Saved data entries:
=======

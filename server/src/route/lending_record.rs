mod request;
mod response;

pub use self::response::LendingRecordResponse;

use crate::controller::Controller;
use crate::error::ErrorStatus;
use crate::handler::AppModule;
use crate::route::lending_record::request::{
    CloseRecordBody, PrincipalBody, RecordFilterQuery, Transformer,
};
use crate::route::lending_record::response::Presenter;
use application::service::{GetLendingRecordService, HandleLendingRecordService};
use application::transfer::GetLendingRecordDto;
use axum::extract::{Path, State};
use axum::http::StatusCode;
use axum::response::IntoResponse;
use axum::routing::{get, post};
use axum::{Json, Router};
use axum_extra::extract::Query;

pub trait LendingRecordRouter {
    fn route_lending_record(self) -> Self;
}

impl LendingRecordRouter for Router<AppModule> {
    fn route_lending_record(self) -> Self {
        self.route(
            "/records",
            get(
                |State(module): State<AppModule>,
                 Query(req): Query<RecordFilterQuery>| async move {
                    Controller::new(Transformer, Presenter)
                        .intake(req)
                        .handle(|dto| async move { module.pgpool().list_records(dto).await })
                        .await
                        .map_err(ErrorStatus::from)
                },
            ),
        )
        .route(
            "/records/overdue",
            get(|State(module): State<AppModule>| async move {
                Controller::new((), Presenter)
                    .bypass(|| async { module.pgpool().overdue_records().await })
                    .await
                    .map_err(ErrorStatus::from)
            }),
        )
        .route(
            "/records/:id",
            get(|State(module): State<AppModule>, Path(id): Path<i64>| async move {
                Controller::new(Transformer, Presenter)
                    .intake(id)
                    .handle(|dto: GetLendingRecordDto| async move {
                        module.pgpool().get_record(dto).await
                    })
                    .await
                    .map_err(ErrorStatus::from)
                    .map(|res| {
                        res.map(LendingRecordResponse::into_response)
                            .unwrap_or_else(|| StatusCode::NOT_FOUND.into_response())
                    })
            }),
        )
        .route(
            "/records/:id/return",
            post(
                |State(module): State<AppModule>,
                 Path(id): Path<i64>,
                 Json(req): Json<PrincipalBody>| async move {
                    Controller::new(Transformer, Presenter)
                        .intake((id, req))
                        .handle(|dto| async move { module.pgpool().mark_returned(dto).await })
                        .await
                        .map_err(ErrorStatus::from)
                },
            ),
        )
        .route(
            "/records/:id/dispute",
            post(
                |State(module): State<AppModule>,
                 Path(id): Path<i64>,
                 Json(req): Json<PrincipalBody>| async move {
                    Controller::new(Transformer, Presenter)
                        .intake((id, req))
                        .handle(|dto| async move { module.pgpool().raise_dispute(dto).await })
                        .await
                        .map_err(ErrorStatus::from)
                },
            ),
        )
        .route(
            "/records/:id/close",
            post(
                |State(module): State<AppModule>,
                 Path(id): Path<i64>,
                 Json(req): Json<CloseRecordBody>| async move {
                    Controller::new(Transformer, Presenter)
                        .intake((id, req))
                        .handle(|dto| async move { module.pgpool().close_record(dto).await })
                        .await
                        .map_err(ErrorStatus::from)
                },
            ),
        )
    }
}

=======

ASSIGNED TASK = Say how many lines of the data above include the word "Json", and add nothing further.

ANSWER FOR THIS EXERCISE = 4